**Work required:** Using the data below, tally the lines that include the string "load". Only the number is wanted.

(Data entries)
//! # Preferences 模块
//!
//! 语言 / 主题上下文。
//!
//! 存储和文档根节点都通过 trait 注入，由宿主显式构造并传入：
//! - [`PreferenceStore`]：浏览器里是 localStorage
//! - [`DocumentRoot`]：浏览器里是 `<html>` 元素
//!
//! 每次变更都在 setter 返回前完成持久化和属性同步。
//! 存储写入失败只记录日志，不影响当前会话。

use std::collections::HashMap;
use std::fmt;
use std::str::FromStr;

use tracing::{info, warn};

use crate::error::StorageError;
use crate::i18n::Translations;

/// 语言的存储键
pub const LOCALE_KEY: &str = "lang";
/// 主题的存储键
pub const THEME_KEY: &str = "theme";

/// 语言
#[derive(Debug, Clone, Copy, PartialEq, Eq, Hash, Default)]
pub enum Locale {
    /// 西班牙语（主语言）
    #[default]
    Es,
    /// 英语
    En,
}

impl Locale {
    pub fn code(&self) -> &'static str {
        match self {
            Locale::Es => "es",
            Locale::En => "en",
        }
    }

    /// 另一种语言
    pub fn toggled(&self) -> Self {
        match self {
            Locale::Es => Locale::En,
            Locale::En => Locale::Es,
        }
    }
}

impl FromStr for Locale {
    type Err = ();

    fn from_str(s: &str) -> Result<Self, Self::Err> {
        match s {
            "es" => Ok(Locale::Es),
            "en" => Ok(Locale::En),
            _ => Err(()),
        }
    }
}

impl fmt::Display for Locale {
    fn fmt(&self, f: &mut fmt::Formatter<'_>) -> fmt::Result {
        f.write_str(self.code())
    }
}

/// 主题
#[derive(Debug, Clone, Copy, PartialEq, Eq, Hash, Default)]
pub enum Theme {
    #[default]
    Light,
    Dark,
}

impl Theme {
    pub fn code(&self) -> &'static str {
        match self {
            Theme::Light => "light",
            Theme::Dark => "dark",
        }
    }

    pub fn toggled(&self) -> Self {
        match self {
            Theme::Light => Theme::Dark,
            Theme::Dark => Theme::Light,
        }
    }

    /// 倾斜卡片高光使用的颜色（主题主色，15% 透明度）
    pub fn glare_color(&self) -> &'static str {
        match self {
            Theme::Light => "rgba(13, 148, 136, 0.15)",
            Theme::Dark => "rgba(45, 212, 191, 0.15)",
        }
    }
}

impl FromStr for Theme {
    type Err = ();

    fn from_str(s: &str) -> Result<Self, Self::Err> {
        match s {
            "light" => Ok(Theme::Light),
            "dark" => Ok(Theme::Dark),
            _ => Err(()),
        }
    }
}

impl fmt::Display for Theme {
    fn fmt(&self, f: &mut fmt::Formatter<'_>) -> fmt::Result {
        f.write_str(self.code())
    }
}

/// 键值存储
pub trait PreferenceStore {
    /// 读取，不存在或不可用时返回 `None`
    fn load(&self, key: &str) -> Option<String>;

    /// 写入
    fn store(&mut self, key: &str, value: &str) -> Result<(), StorageError>;
}

/// 文档根节点
pub trait DocumentRoot {
    fn set_attribute(&mut self, name: &str, value: &str);
}

/// 语言 / 主题上下文
#[derive(Debug)]
pub struct Preferences<S: PreferenceStore, D: DocumentRoot> {
    store: S,
    root: D,
    locale: Locale,
    theme: Theme,
}

impl<S: PreferenceStore, D: DocumentRoot> Preferences<S, D> {
    /// 从存储初始化
    ///
    /// 缺失或无效的值回退到默认值；初始化结束时两个属性都已同步到文档根节点，
    /// 规范化后的值也已写回存储。
    pub fn init(store: S, root: D) -> Self {
        let locale = read_or_default::<Locale>(&store, LOCALE_KEY);
        let theme = read_or_default::<Theme>(&store, THEME_KEY);

        let mut prefs = Self {
            store,
            root,
            locale,
            theme,
        };
        prefs.apply_locale();
        prefs.apply_theme();
        info!(locale = %locale, theme = %theme, "preferences initialized");
        prefs
    }

    pub fn locale(&self) -> Locale {
        self.locale
    }

    pub fn theme(&self) -> Theme {
        self.theme
    }

    /// 当前语言的翻译表
    pub fn t(&self) -> &'static Translations {
        Translations::for_locale(self.locale)
    }

    /// 设置语言，返回是否发生变化
    pub fn set_locale(&mut self, locale: Locale) -> bool {
        if self.locale == locale {
            return false;
        }
        self.locale = locale;
        self.apply_locale();
        info!(locale = %locale, "locale changed");
        true
    }

    /// 设置主题，返回是否发生变化
    pub fn set_theme(&mut self, theme: Theme) -> bool {
        if self.theme == theme {
            return false;
        }
        self.theme = theme;
        self.apply_theme();
        info!(theme = %theme, "theme changed");
        true
    }

    pub fn toggle_locale(&mut self) -> Locale {
        self.set_locale(self.locale.toggled());
        self.locale
    }

    pub fn toggle_theme(&mut self) -> Theme {
        self.set_theme(self.theme.toggled());
        self.theme
    }

    /// 拆解上下文，交还存储和根节点
    pub fn shutdown(self) -> (S, D) {
        (self.store, self.root)
    }

    fn apply_locale(&mut self) {
        let code = self.locale.code();
        self.persist(LOCALE_KEY, code);
        self.root.set_attribute("lang", code);
    }

    fn apply_theme(&mut self) {
        let code = self.theme.code();
        self.persist(THEME_KEY, code);
        self.root.set_attribute("data-theme", code);
    }

    fn persist(&mut self, key: &str, value: &str) {
        if let Err(e) = self.store.store(key, value) {
            warn!(error = %e, key, "failed to persist preference");
        }
    }
}

fn read_or_default<T: FromStr + Default>(store: &impl PreferenceStore, key: &str) -> T {
    store
        .load(key)
        .and_then(|raw| raw.parse().ok())
        .unwrap_or_default()
}

// ========== 内存实现 ==========

/// 内存存储，用于测试和无浏览器环境
#[derive(Debug, Default, Clone)]
pub struct MemoryStore {
    pub values: HashMap<String, String>,
    /// 为 `true` 时所有写入失败
    pub fail_writes: bool,
    /// 成功写入的次数
    pub writes: usize,
}

impl MemoryStore {
    pub fn with(pairs: &[(&str, &str)]) -> Self {
        Self {
            values: pairs
                .iter()
                .map(|(k, v)| (k.to_string(), v.to_string()))
                .collect(),
            ..Self::default()
        }
    }

    pub fn failing() -> Self {
        Self {
            fail_writes: true,
            ..Self::default()
        }
    }
}

impl PreferenceStore for MemoryStore {
    fn load(&self, key: &str) -> Option<String> {
        self.values.get(key).cloned()
    }

    fn store(&mut self, key: &str, value: &str) -> Result<(), StorageError> {
        if self.fail_writes {
            return Err(StorageError::WriteFailed {
                key: key.to_string(),
                message: "quota exceeded".to_string(),
            });
        }
        self.values.insert(key.to_string(), value.to_string());
        self.writes += 1;
        Ok(())
    }
}

/// 记录属性写入的根节点
#[derive(Debug, Default, Clone)]
pub struct RecordingRoot {
    pub attributes: HashMap<String, String>,
}

impl RecordingRoot {
    pub fn get(&self, name: &str) -> Option<&str> {
        self.attributes.get(name).map(String::as_str)
    }
}

impl DocumentRoot for RecordingRoot {
    fn set_attribute(&mut self, name: &str, value: &str) {
        self.attributes.insert(name.to_string(), value.to_string());
    }
}
use dioxus::prelude::*;
use folio_core::content::SkillChip;
use folio_core::{PROFILE, Vec2};

use super::shared::SectionHeader;
use crate::hooks::use_preferences;
use crate::motion::FadeContent;

/// 跑马灯行数
const MARQUEE_ROWS: usize = 3;

/// 悬停中的技能和提示框位置
#[derive(Debug, Clone, Copy, PartialEq)]
struct ActiveSkill {
    chip: SkillChip,
    anchor: Vec2,
}

#[component]
pub fn Skills() -> Element {
    let prefs = use_preferences();
    let t = prefs.read().t();
    let locale = prefs.read().locale();
    let mut active = use_signal(|| None::<ActiveSkill>);
    let rows = PROFILE.skill_rows(MARQUEE_ROWS);
    let hovered = *active.read();
    let active_name = hovered.map(|a| a.chip.skill.name);

    let tooltip = hovered.map(|hovered| {
        rsx! {
            div {
                class: "marquee-tooltip",
                style: "left: {hovered.anchor.x}px; top: {hovered.anchor.y}px;",
                span { class: "marquee-tooltip__name", "{hovered.chip.skill.name}" }
                span { class: "marquee-tooltip__type",
                    "{t.skills.category(hovered.chip.category)}"
                }
                p { class: "marquee-tooltip__desc",
                    "{hovered.chip.skill.description.get(locale)}"
                }
            }
        }
    });

    rsx! {
        section { id: "skills", class: "skills",
            div { class: "skills__container",
                SectionHeader { class: "skills__header", number: "02", title: t.skills.title }

                FadeContent { delay: 200, blur: true,
                    div { class: "marquee-track",
                        span { class: "marquee-track__hint", "{t.skills.speed}" }
                        for (ri, row) in rows.into_iter().enumerate() {
                            div {
                                key: "{ri}",
                                class: if ri % 2 == 1 { "marquee-row marquee-row--reverse" } else { "marquee-row" },
                                for copy in 0..2 {
                                    div {
                                        key: "{copy}",
                                        class: "marquee-row__inner",
                                        "aria-hidden": if copy == 1 { "true" } else { "false" },
                                        for chip in row.iter().copied() {
                                            div {
                                                key: "{copy}-{chip.skill.name}",
                                                class: if active_name == Some(chip.skill.name) { "marquee-icon marquee-icon--active" } else { "marquee-icon" },
                                                onmouseenter: move |e| {
                                                    let p = e.client_coordinates();
                                                    active.set(Some(ActiveSkill {
                                                        chip,
                                                        anchor: Vec2::new(p.x as f32, p.y as f32),
                                                    }));
                                                },
                                                onmouseleave: move |_| active.set(None),
                                                "{chip.skill.name}"
                                            }
                                        }
                                    }
                                }
                            }
                        }
                    }
                }

                {tooltip}
            }
        }
    }
}
//! # Folio Core
//!
//! 作品集站点的核心逻辑库。
//!
//! ## 架构概述
//!
//! `folio-core` 是纯逻辑核心，不依赖 DOM、存储或网络。
//! 时间、滚动位置、可见比例都由宿主传入，输出是数值或 inline style：
//!
//! ```text
//! Host (folio-web)                       Core
//!   │                                      │
//!   │── VisibilitySample / scroll / now ──►│
//!   │                                      │ report() / set_scroll() / tick()
//!   │◄────────── StyleSnapshot / f32 ──────│
//!   │                                      │
//! ```
//!
//! ## 模块结构
//!
//! - [`visibility`]：一次性可见性触发器
//! - [`reveal`]：入场效果（淡入、逐字、逐词、交错）
//! - [`count_up`] / [`rotator`]：计数器与轮播文本
//! - [`pointer`]：磁吸与 3D 倾斜
//! - [`parallax`]：滚动联动
//! - [`preferences`]：语言 / 主题上下文
//! - [`i18n`] / [`content`]：翻译表与站点内容
//! - [`contact`] / [`nav`]：联系表单与导航栏
//! - [`config`]：站点配置
//! - [`error`]：错误类型定义

pub mod config;
pub mod contact;
pub mod content;
pub mod count_up;
pub mod error;
pub mod i18n;
pub mod motion;
pub mod nav;
pub mod parallax;
pub mod pointer;
pub mod preferences;
pub mod reveal;
pub mod rotator;
pub mod visibility;

// 重导出核心类型
pub use config::SiteConfig;
pub use contact::{ContactForm, ContactState, FormStatus, Submission, SubmissionResponse};
pub use content::{ImageSource, Localized, PROFILE, Profile};
pub use count_up::CountUp;
pub use error::{ConfigError, ContactError, MotionError, StorageError};
pub use i18n::Translations;
pub use motion::{EasingFunction, Millis, StyleSnapshot, Transform, Transition, Vec2};
pub use parallax::{ParallaxController, ParallaxTrack, ScrollWindow, Smoothing, TrackId};
pub use pointer::{Magnet, Rect, TiltCard, TiltState};
pub use preferences::{DocumentRoot, Locale, PreferenceStore, Preferences, Theme};
pub use reveal::{Direction, FadeReveal, Reveal, RevealConfig};
pub use rotator::Rotator;
pub use visibility::{Threshold, VisibilitySample, VisibilitySource, VisibilityTrigger};

#[cfg(test)]
mod tests {
    use super::*;

    #[test]
    fn test_public_api_accessible() {
        // 验证所有公共类型都可以正常使用
        let _fade = FadeReveal::default();
        let _count = CountUp::new(10);
        let _rotator = Rotator::new(["a"], 3000);
        let _controller = ParallaxController::new(800.0);
        let _config = SiteConfig::default();
        let _t = Translations::for_locale(Locale::Es);
        let _sample = VisibilitySample::outside();
        assert_eq!(PROFILE.first_name(), "Jorman");
    }
}
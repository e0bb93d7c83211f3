//! # Sections
//!
//! 页面的各个区块，按导航顺序排列。

mod about;
mod contact;
mod experience;
mod footer;
mod hero;
mod navbar;
mod projects;
mod shared;
mod skills;

pub use about::About;
pub use contact::Contact;
pub use experience::Experience;
pub use footer::Footer;
pub use hero::Hero;
pub use navbar::Navbar;
pub use projects::Projects;
pub use skills::Skills;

**Reply to the task:** 3